Culture

Why You Should Read Ocean Vuong If You Read Nothing Else This Year

JB

Jordan Blake

2024-10-07 · 5 min read

Why You Should Read Ocean Vuong If You Read Nothing Else This Year

Ocean Vuong writes like he's trying to save something before it disappears. The Vietnamese-American poet and novelist creates work that is simultaneously devastating and beautiful, exploring war, migration, queerness, and the inadequacy of language to contain genuine experience.

Night Sky with Exit Wounds, his 2016 poetry collection, announced an extraordinary talent. Poems about his mother's experience during the Vietnam War, his queerness, and the violence of the American landscape hit with the precision of shrapnel. The collection won the Whiting Award and a T.S. Eliot Prize.

On Earth We're Briefly Gorgeous, his 2019 novel, is written as a letter from a son to his illiterate mother. It's partially autobiographical, drawing on Vuong's experience growing up in Hartford, Connecticut as a Vietnamese refugee's child. The prose reads like poetry compressed into narrative form.

What makes Vuong essential is his accessibility. His work deals with complex themes but never hides behind academic obscurity. The language is clear, the images are vivid, and the emotional register is open. You don't need a literature degree to be wrecked by his writing.

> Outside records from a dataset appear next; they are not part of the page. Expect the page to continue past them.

//! # Host Addresses
//!
//! A [`HostId`] is the address of a protocol host: the Bech32 encoding of
//! the BLAKE3 hash of the host's Ed25519 public key.
//!
//! ```text
//! host public key (32 bytes)
//!     -> BLAKE3(public_key) -> 32 bytes
//!     -> Bech32("pact", hash) -> pact1qw508d6qe...
//! ```
//!
//! Hashing (rather than encoding the raw key) keeps the address format
//! stable across any future key-scheme change, and Bech32's checksum
//! catches up to four character errors — which matters when host addresses
//! get copy-pasted into configuration files.

use bech32::{Bech32, Hrp};
use serde::{Deserialize, Serialize};
use std::fmt;
use thiserror::Error;

use crate::config::HOST_ADDRESS_HRP;
use crate::crypto::keys::PactPublicKey;

/// Errors that can occur parsing a host address.
#[derive(Debug, Error)]
pub enum HostIdError {
    /// The Bech32 string could not be decoded.
    #[error("bech32 decode error: {0}")]
    Bech32Decode(String),

    /// The decoded address has an unexpected human-readable prefix.
    #[error("invalid HRP: expected '{expected}', got '{got}'")]
    InvalidHrp { expected: String, got: String },

    /// The decoded data has an unexpected length.
    #[error("invalid address data length: expected {expected} bytes, got {got}")]
    InvalidDataLength { expected: usize, got: usize },
}

// ---------------------------------------------------------------------------
// HostId
// ---------------------------------------------------------------------------

/// The Bech32 address of a protocol host.
///
/// Internally stores the validated address string; construction goes
/// through [`from_public_key`](Self::from_public_key) or
/// [`parse`](Self::parse), so an existing `HostId` is always well-formed.
///
/// # Examples
///
/// ```
/// use pact_protocol::crypto::keys::PactKeypair;
/// use pact_protocol::identity::HostId;
///
/// let kp = PactKeypair::generate();
/// let host = HostId::from_public_key(&kp.public_key());
/// assert!(host.as_str().starts_with("pact1"));
/// assert_eq!(HostId::parse(host.as_str()).unwrap(), host);
/// ```
#[derive(Clone, PartialEq, Eq, Hash, PartialOrd, Ord, Serialize, Deserialize)]
#[serde(transparent)]
pub struct HostId(String);

impl HostId {
    /// Derive the address of the host owning the given public key.
    pub fn from_public_key(pk: &PactPublicKey) -> Self {
        let hash = blake3::hash(pk.as_bytes());
        let hrp = Hrp::parse(HOST_ADDRESS_HRP).expect("static HRP is valid");
        let address = bech32::encode::<Bech32>(hrp, hash.as_bytes())
            .expect("encoding a 32-byte payload should never fail");
        Self(address)
    }

    /// Parse and validate a Bech32 host address.
    ///
    /// Checks the checksum, the `pact` prefix, and the payload length.
    pub fn parse(addr: &str) -> Result<Self, HostIdError> {
        let (hrp, data) =
            bech32::decode(addr).map_err(|e| HostIdError::Bech32Decode(e.to_string()))?;

        let expected_hrp = Hrp::parse(HOST_ADDRESS_HRP).expect("static HRP is valid");
        if hrp != expected_hrp {
            return Err(HostIdError::InvalidHrp {
                expected: HOST_ADDRESS_HRP.to_string(),
                got: hrp.to_string(),
            });
        }

        if data.len() != 32 {
            return Err(HostIdError::InvalidDataLength {
                expected: 32,
                got: data.len(),
            });
        }

        Ok(Self(addr.to_string()))
    }

    /// The address as a string slice.
    pub fn as_str(&self) -> &str {
        &self.0
    }
}

impl fmt::Display for HostId {
    fn fmt(&self, f: &mut fmt::Formatter<'_>) -> fmt::Result {
        write!(f, "{}", self.0)
    }
}

impl fmt::Debug for HostId {
    fn fmt(&self, f: &mut fmt::Formatter<'_>) -> fmt::Result {
        // Prefix + tail is plenty for logs; the middle 40 characters of a
        // Bech32 string carry no information a human can use.
        if self.0.len() > 16 {
            write!(f, "HostId({}..{})", &self.0[..10], &self.0[self.0.len() - 4..])
        } else {
            write!(f, "HostId({})", self.0)
        }
    }
}

// ---------------------------------------------------------------------------
// Tests
// ---------------------------------------------------------------------------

His second poetry collection, Time Is a Mother, processed the death of his mother from breast cancer. The grief is present on every page but so is humor, tenderness, and an insistence on finding beauty in loss. It's the kind of collection that makes you read poems aloud to whoever is nearby.

Vuong represents something vital in contemporary literature: the immigrant story told with artistic ambition that refuses to be reduced to trauma narrative. His work honors his family's experience while insisting on the right to be more than a story of suffering.